Isaach de Bankolé a adhéré au projet qui le sortait des rôles de Noirs qu’on lui proposait habituellement : « Je me suis dit, ça, c'est magique, parce que c'était pour moi en fait le deuxième film qui parlait des choses qui me tenaient à cœur, des choses dont on ne parle pas souvent, de l'Afrique, de l'Afrique oubliée. Le premier, c'était Chocolat, que j'ai tourné avec Claire Denis. Quand j'avais lu le scénario, je m'étais demandé comment une personne comme ça pouvait saisir ce qui est invisible du côté de l'Afrique. Et quand j'ai rencontré Claire Denis, j'ai été surpris de savoir que c'était une Blanche qui était née au Cameroun. Quand j'ai su que Marie-Hélène Roux était née au Gabon et qu'elle avait grandi, comme Claire Denis, en Afrique, je me suis dit, il n'y a pas de hasard ». 

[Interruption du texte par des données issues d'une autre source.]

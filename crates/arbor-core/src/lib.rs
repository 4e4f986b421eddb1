//! # arbor-core
//!
//! Core types, traits, and abstractions for the arbor note tree.
//!
//! This crate provides the entity models, the error type, the repository
//! and option traits the mutation engine depends on, and the event bus
//! used to publish tree notifications.

pub mod clock;
pub mod config;
pub mod defaults;
pub mod error;
pub mod events;
pub mod models;
pub mod protection;
pub mod traits;
pub mod uuid_utils;

// Re-export commonly used types at crate root
pub use clock::{Clock, ManualClock, SystemClock};
pub use config::ArborConfig;
pub use error::{Error, Result};
pub use events::{EventBus, EventEnvelope, TreeEvent};
pub use models::*;
pub use protection::{ContentAccess, ContentCipher};
pub use traits::*;
pub use uuid_utils::{extract_timestamp, new_entity_id, new_v7};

Incarner ce rôle a été, pour lui un challenge, son premier grand rôle : « Donc, il fallait se faire petit pour incarner un personnage aussi grand ». Il raconte comment il a préparé ce rôle et son déjeuner ave le docteur Mukwege. La réalisatrice  quant à elle insiste sur sa réalisation qui suit le conseil de son maître de théâtre, « suggérer, c'est créer, montrer, c'est détruire ». Il faut trouver un rythme qui permette au spectateur de faire son chemin dans ce qu’on lui raconte. Et si le duo des médecins est essentiel, les femmes dans leur diversité, sont l’épine dorsale du film. Elles créent, avec le médecin, ce refuge, cet « havre de paix au milieu de l’enfer » comme le dit Denis Mukwege.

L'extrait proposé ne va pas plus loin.